Reject inference for credit scoring — 8 scikit-learn-compatible methods plus an honest benchmark that tells you whether it actually helps.
Project description
rejectkit
Reject inference for credit scoring — scikit-learn-compatible methods, plus an honest benchmark that tells you whether reject inference actually helps on your data.
한국어 요약 (Korean)
신용 모델은 승인된 신청자(나중에 good/bad 결과를 아는 사람)로만 학습하지만, 실제로는 거절자를 포함한 전체 신청자를 평가해야 한다 — 이 표본 선택 편향을 바로잡는 기법이 reject inference다. rejectkit은 이 고전 기법 8가지를 scikit-learn 스타일의 한 API로 묶고, "그 보정이 내 데이터에서 실제로 도움이 되는지" 재는 벤치마크(MaskedRejectBenchmark)까지 제공한다. 입력은 pandas·polars·numpy 모두 지원. 자세한 한·영·일 설명은 docs/explainer.md, 실데이터 예제는 examples/real_data_home_credit.ipynb 참고.
日本語要約 (Japanese)
与信モデルは承認された申込者(後で good/bad の結果が分かる人)だけで学習するが、実際には否認者を含む全申込者を評価しなければならない — この標本選択バイアスを補正する手法が reject inference。rejectkit はこの古典的手法8種を scikit-learn 風の単一 API にまとめ、**「その補正が自分のデータで実際に役立つか」**を測るベンチマーク(MaskedRejectBenchmark)まで備える。入力は pandas・polars・numpy に対応。詳しい3言語解説は docs/explainer.md、実データ例は examples/real_data_home_credit.ipynb を参照。
Why this exists
A credit model is trained on accepted applicants, whose good/bad outcome you eventually observe. But the model has to score the whole through-the-door population — including the applicants you rejected, who never get an outcome. Training on accepts only is a textbook case of sample-selection bias. Reject inference is the family of techniques that tries to correct it.
These methods are standard in the credit-risk world, yet the Python tooling is missing:
- R has
scoringTools(augmentation,fuzzy_augmentation,parcelling,reclassification,twins) — GitHub only. - Python scorecard libraries —
scorecardpy,optbinning,scorecardbundle— do WOE/IV binning and logistic scorecards but skip reject inference entirely. - What's left online is one-off research code, not a packaged, tested library.

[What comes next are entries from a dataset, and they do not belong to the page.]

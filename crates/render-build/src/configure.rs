//! Configuration runs
//!
//! A run resolves the target, capability row, toolchain configurations and
//! environment hints into one `ConfigureContext`, plans the library, tools
//! and tests into a fresh dependency graph, and hands the result to the
//! emitter.

use crate::artifact::{ArtifactKind, ArtifactRole};
use crate::assembler::ArtifactAssembler;
use crate::capability::{CapabilityTable, PlatformCapabilities};
use crate::emitter::{BuildFile, BuildGraphEmitter, EmitOptions};
use crate::error::{BuildError, BuildResult};
use crate::graph::{DependencyGraph, LibraryNode};
use crate::module::ModuleSpec;
use crate::target::{Platform, Target};
use crate::test_plan::{TestCaseSet, TestSuitePlanner};
use crate::toolchain::{BuildConfig, ToolchainConfigSet};
use log::{debug, info};
use render_config::{
    Config, ConfigError, ConfigLoader, EnvironmentHints, ProjectConfig, MANIFEST_FILE,
};
use std::path::Path;
use std::time::{Duration, Instant};

/// Everything resolved for one configuration run
#[derive(Debug, Clone)]
pub struct ConfigureContext {
    pub target: Target,
    /// Capability row of the target platform, overrides applied
    pub capabilities: PlatformCapabilities,
    pub toolchain: ToolchainConfigSet,
    pub hints: EnvironmentHints,
}

impl ConfigureContext {
    pub fn new(
        platform: Platform,
        table: &CapabilityTable,
        toolchain: ToolchainConfigSet,
        hints: EnvironmentHints,
        toolchain_monolithic: bool,
    ) -> Self {
        let capabilities = table.get(platform).clone();
        let target = Target::new(platform, &capabilities, toolchain_monolithic);
        Self {
            target,
            capabilities,
            toolchain,
            hints,
        }
    }
}

/// Configuration statistics
#[derive(Debug, Clone, Default)]
pub struct ConfigureStats {
    pub libraries: usize,
    pub binaries: usize,
    pub bundles: usize,
    pub tools: usize,
    pub tests: usize,
    /// Implicit dependency edges
    pub edges: usize,
    /// Number of parallel build levels
    pub build_levels: usize,
    pub planning_time: Duration,
}

impl ConfigureStats {
    fn collect(graph: &DependencyGraph, build_levels: usize, planning_time: Duration) -> Self {
        let mut stats = Self {
            edges: graph.edge_count(),
            build_levels,
            planning_time,
            ..Default::default()
        };
        for artifact in graph.iter() {
            match artifact.kind() {
                ArtifactKind::Library => stats.libraries += 1,
                ArtifactKind::Binary => stats.binaries += 1,
                ArtifactKind::AppBundle => stats.bundles += 1,
            }
            match artifact.role() {
                ArtifactRole::Tool => stats.tools += 1,
                ArtifactRole::Test => stats.tests += 1,
                ArtifactRole::Library => {}
            }
        }
        stats
    }
}

/// Result of a successful configuration run
#[derive(Debug)]
pub struct Configuration {
    graph: DependencyGraph,
    context: ConfigureContext,
    options: EmitOptions,
    stats: ConfigureStats,
}

impl Configuration {
    pub fn graph(&self) -> &DependencyGraph {
        &self.graph
    }

    pub fn context(&self) -> &ConfigureContext {
        &self.context
    }

    pub fn stats(&self) -> &ConfigureStats {
        &self.stats
    }

    /// Library artifacts a parent build may depend on, by name
    pub fn exported_libraries(&self) -> Vec<String> {
        self.graph
            .exported_libraries()
            .into_iter()
            .map(|a| a.name().to_string())
            .collect()
    }

    /// Groups of artifacts that can be built concurrently
    pub fn build_levels(&self) -> BuildResult<Vec<Vec<String>>> {
        self.graph.build_levels()
    }

    /// Serialize the planned graph
    pub fn emit(&self) -> BuildResult<BuildFile> {
        BuildGraphEmitter::new(&self.context, self.options).emit(&self.graph)
    }
}

/// Plans a project for one target
pub struct Configurator {
    config: Config,
    platform: Option<Platform>,
    monolithic: Option<bool>,
    configs: Option<Vec<String>>,
    nested: bool,
}

impl Configurator {
    /// Load the manifest found at or above `project_dir`
    pub fn new(project_dir: impl AsRef<Path>) -> BuildResult<Self> {
        let project_dir = project_dir.as_ref();
        let config = ConfigLoader::new().load_from_directory(project_dir)?;
        if !config.is_project() {
            return Err(ConfigError::NotFound(project_dir.join(MANIFEST_FILE)).into());
        }
        Ok(Self::from_config(config))
    }

    /// Use an already loaded configuration
    pub fn from_config(config: Config) -> Self {
        Self {
            config,
            platform: None,
            monolithic: None,
            configs: None,
            nested: false,
        }
    }

    /// Set the target platform (defaults to the host)
    pub fn with_platform(mut self, platform: Platform) -> Self {
        self.platform = Some(platform);
        self
    }

    /// Force or suppress monolithic test builds on every platform
    pub fn with_monolithic(mut self, monolithic: bool) -> Self {
        self.monolithic = Some(monolithic);
        self
    }

    /// Override the configuration list
    pub fn with_configs(mut self, configs: Vec<String>) -> Self {
        self.configs = Some(configs);
        self
    }

    /// Configure as part of a parent build
    pub fn with_nested(mut self, nested: bool) -> Self {
        self.nested = nested;
        self
    }

    /// Directory holding the discovered manifest
    pub fn project_root(&self) -> Option<&Path> {
        self.config.project_root()
    }

    fn project(&self) -> &ProjectConfig {
        &self.config.project
    }

    fn toolchain(&self) -> ToolchainConfigSet {
        match (&self.configs, self.config.configs()) {
            (Some(configs), _) => ToolchainConfigSet::from_names(configs),
            (None, Some(configs)) => ToolchainConfigSet::from_names(configs),
            (None, None) => ToolchainConfigSet::new(BuildConfig::defaults()),
        }
    }

    /// Resolve the run context
    pub fn context(&self) -> BuildResult<ConfigureContext> {
        let platform = match self.platform {
            Some(platform) => platform,
            None => Platform::host()?,
        };
        let table = CapabilityTable::with_overrides(&self.project().platforms)?;
        let monolithic = self
            .monolithic
            .unwrap_or_else(|| self.config.toolchain_monolithic());

        Ok(ConfigureContext::new(
            platform,
            &table,
            self.toolchain(),
            self.config.hints.clone(),
            monolithic,
        ))
    }

    /// Plan the project
    pub fn configure(&self) -> BuildResult<Configuration> {
        let start = Instant::now();
        let context = self.context()?;
        let project = self.project();

        info!(
            "Configuring {} for {} [{}]",
            project.project_name().unwrap_or("project"),
            context.target,
            context.toolchain.names().join(", ")
        );

        let mut graph = DependencyGraph::new();
        let library = self.plan_library(&context, &mut graph)?;
        self.plan_tools(&context, &library, &mut graph)?;

        if let Some(tests) = &project.tests {
            let suite = TestCaseSet::from_config(tests)?;
            let planner = TestSuitePlanner::new(&context);
            planner.plan(&suite, &library, project.dependlibs(), &mut graph)?;
        } else {
            debug!("No [tests] section, skipping test planning");
        }

        graph.validate()?;
        let levels = graph.build_levels()?;
        let stats = ConfigureStats::collect(&graph, levels.len(), start.elapsed());

        info!(
            "Planned {} artifact(s) ({} libraries, {} tools, {} tests) in {} level(s)",
            graph.len(),
            stats.libraries,
            stats.tools,
            stats.tests,
            stats.build_levels
        );

        Ok(Configuration {
            graph,
            context,
            options: EmitOptions {
                nested: self.nested,
            },
            stats,
        })
    }

    fn plan_library(
        &self,
        context: &ConfigureContext,
        graph: &mut DependencyGraph,
    ) -> BuildResult<LibraryNode> {
        let project = self.project();
        let config = project
            .library
            .as_ref()
            .ok_or_else(|| BuildError::InvalidManifest("missing [library] section".to_string()))?;
        let name = project.library_name().ok_or_else(|| {
            BuildError::InvalidManifest(
                "library has no name; set [project].name or [library].name".to_string(),
            )
        })?;

        let module = ModuleSpec::from_library_config(name, config, project.dependlibs())?;
        let spec = ArtifactAssembler::new(context).library(&module)?;
        graph.add_library(spec)
    }

    fn plan_tools(
        &self,
        context: &ConfigureContext,
        library: &LibraryNode,
        graph: &mut DependencyGraph,
    ) -> BuildResult<()> {
        let project = self.project();
        if project.tools.is_empty() {
            return Ok(());
        }
        if context.toolchain.tool_configs().is_empty() {
            debug!("No tool configurations available, skipping tools");
            return Ok(());
        }
        if !context.capabilities.host_tools {
            debug!("{} does not build tools", context.target.platform());
            return Ok(());
        }

        let assembler = ArtifactAssembler::new(context);
        for tool in &project.tools {
            let mut libs = vec![library.name().to_string()];
            libs.extend(project.dependlibs().iter().cloned());
            libs.extend(tool.libs.iter().cloned());

            let module = ModuleSpec::from_tool_config(tool).with_libs(libs);
            let spec = assembler.tool(&module)?;
            graph.add_binary(spec, &[library])?;
        }
        Ok(())
    }
}
//! Configuration Loader
//!
//! Handles loading the project manifest and applying environment overrides.

use crate::env::EnvironmentHints;
use crate::project::{ProjectConfig, ToolchainConfig};
use crate::{ConfigError, ConfigResult, MANIFEST_FILE};
use std::path::{Path, PathBuf};

/// Environment variable overriding the toolchain configuration list
pub const ENV_CONFIGS: &str = "RENDER_CONFIGS";
/// Environment variable forcing monolithic test builds
pub const ENV_MONOLITHIC: &str = "RENDER_TOOLCHAIN_MONOLITHIC";

/// Configuration loader
///
/// Loads configuration with the following precedence:
/// 1. Project manifest (rendergen.toml) - lowest priority
/// 2. Environment variables (RENDER_*) - overrides the manifest
/// 3. CLI flags - highest priority (handled by caller)
pub struct ConfigLoader {
    lookup: Box<dyn Fn(&str) -> Option<String>>,
}

/// Loaded configuration
#[derive(Debug, Clone)]
pub struct Config {
    /// Project manifest with environment overrides applied
    pub project: ProjectConfig,

    /// Include/library paths resolved from SDK variables
    pub hints: EnvironmentHints,

    /// Project root directory (where rendergen.toml was found)
    pub project_root: Option<PathBuf>,
}

impl ConfigLoader {
    /// Create a loader reading the process environment
    pub fn new() -> Self {
        Self {
            lookup: Box::new(|name| std::env::var(name).ok()),
        }
    }

    /// Create a loader with a custom environment lookup
    pub fn with_env<F>(lookup: F) -> Self
    where
        F: Fn(&str) -> Option<String> + 'static,
    {
        Self {
            lookup: Box::new(lookup),
        }
    }

    /// Load configuration starting from the given directory
    ///
    /// Walks up the directory tree to find rendergen.toml.
    pub fn load_from_directory(&self, start_dir: &Path) -> ConfigResult<Config> {
        let (project_root, project) = self.find_project_config(start_dir)?;
        self.finish(project, project_root)
    }

    /// Load configuration from a specific manifest file
    pub fn load_from_file(&self, config_path: &Path) -> ConfigResult<Config> {
        let project = ProjectConfig::load_from_file(config_path)?;
        let project_root = config_path.parent().map(|p| p.to_path_buf());
        self.finish(project, project_root)
    }

    fn finish(
        &self,
        project: ProjectConfig,
        project_root: Option<PathBuf>,
    ) -> ConfigResult<Config> {
        let project = self.apply_env_overrides(project)?;
        let hints = EnvironmentHints::resolve_with(&project.sdk, |name| (self.lookup)(name));

        Ok(Config {
            project,
            hints,
            project_root,
        })
    }

    /// Find the manifest by walking up the directory tree
    fn find_project_config(
        &self,
        start_dir: &Path,
    ) -> ConfigResult<(Option<PathBuf>, ProjectConfig)> {
        let mut current = start_dir.to_path_buf();

        loop {
            let config_path = current.join(MANIFEST_FILE);

            if config_path.exists() {
                log::debug!("Using manifest {}", config_path.display());
                let project_config = ProjectConfig::load_from_file(&config_path)?;
                return Ok((Some(current), project_config));
            }

            match current.parent() {
                Some(parent) => current = parent.to_path_buf(),
                None => return Ok((None, ProjectConfig::default())),
            }
        }
    }

    /// Apply environment variable overrides to the manifest
    fn apply_env_overrides(&self, mut config: ProjectConfig) -> ConfigResult<ProjectConfig> {
        if let Some(configs) = (self.lookup)(ENV_CONFIGS) {
            let configs = parse_config_list(&configs);
            if configs.is_empty() {
                return Err(ConfigError::InvalidValue {
                    field: ENV_CONFIGS.to_string(),
                    reason: "no configuration names given".to_string(),
                });
            }
            config
                .toolchain
                .get_or_insert_with(ToolchainConfig::default)
                .configs = Some(configs);
        }

        if let Some(monolithic) = (self.lookup)(ENV_MONOLITHIC) {
            let monolithic = matches!(monolithic.to_lowercase().as_str(), "true" | "1" | "yes");
            config
                .toolchain
                .get_or_insert_with(ToolchainConfig::default)
                .monolithic = Some(monolithic);
        }

        Ok(config)
    }
}

impl Default for ConfigLoader {
    fn default() -> Self {
        Self::new()
    }
}

/// Split a comma-separated configuration list
pub fn parse_config_list(list: &str) -> Vec<String> {
    list.split(',')
        .map(str::trim)
        .filter(|s| !s.is_empty())
        .map(str::to_string)
        .collect()
}

impl Config {
    /// Get the project root directory
    pub fn project_root(&self) -> Option<&Path> {
        self.project_root.as_deref()
    }

    /// Get the project name
    pub fn project_name(&self) -> Option<&str> {
        self.project.project_name()
    }

    /// Check if a manifest was found
    pub fn is_project(&self) -> bool {
        self.project_root.is_some()
    }

    /// Configured build configurations, if any
    pub fn configs(&self) -> Option<&[String]> {
        self.project
            .toolchain
            .as_ref()
            .and_then(|t| t.configs.as_deref())
    }

    /// Whether the toolchain forces a monolithic test build
    pub fn toolchain_monolithic(&self) -> bool {
        self.project
            .toolchain
            .as_ref()
            .and_then(|t| t.monolithic)
            .unwrap_or(false)
    }
}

rejectkit fills that gap: eight reject inference methods behind one scikit-learn-style API, a benchmark harness even scoringTools lacks, plus drift diagnostics and plotting.
Install
pip install -e . # core: numpy, pandas, scikit-learn
pip install -e ".[plot]" # + matplotlib plotting helpers
pip install -e ".[polars]" # + polars input support
Quickstart
from sklearn.linear_model import LogisticRegression
from rejectkit import RejectInferenceClassifier
# X_accept, y_accept: accepted applicants and their good(0)/bad(1) outcomes
# X_reject: rejected applicants — features only, no labels
clf = RejectInferenceClassifier(
estimator=LogisticRegression(max_iter=1000),
method="parcelling",
method_params={"uplift": 1.3}, # assume rejects are ~30% worse per score band
)
clf.fit(X_accept, y_accept, X_reject)
pd_bad = clf.predict_proba(X_new)[:, 1]
Just want the augmented training sample for your own pipeline?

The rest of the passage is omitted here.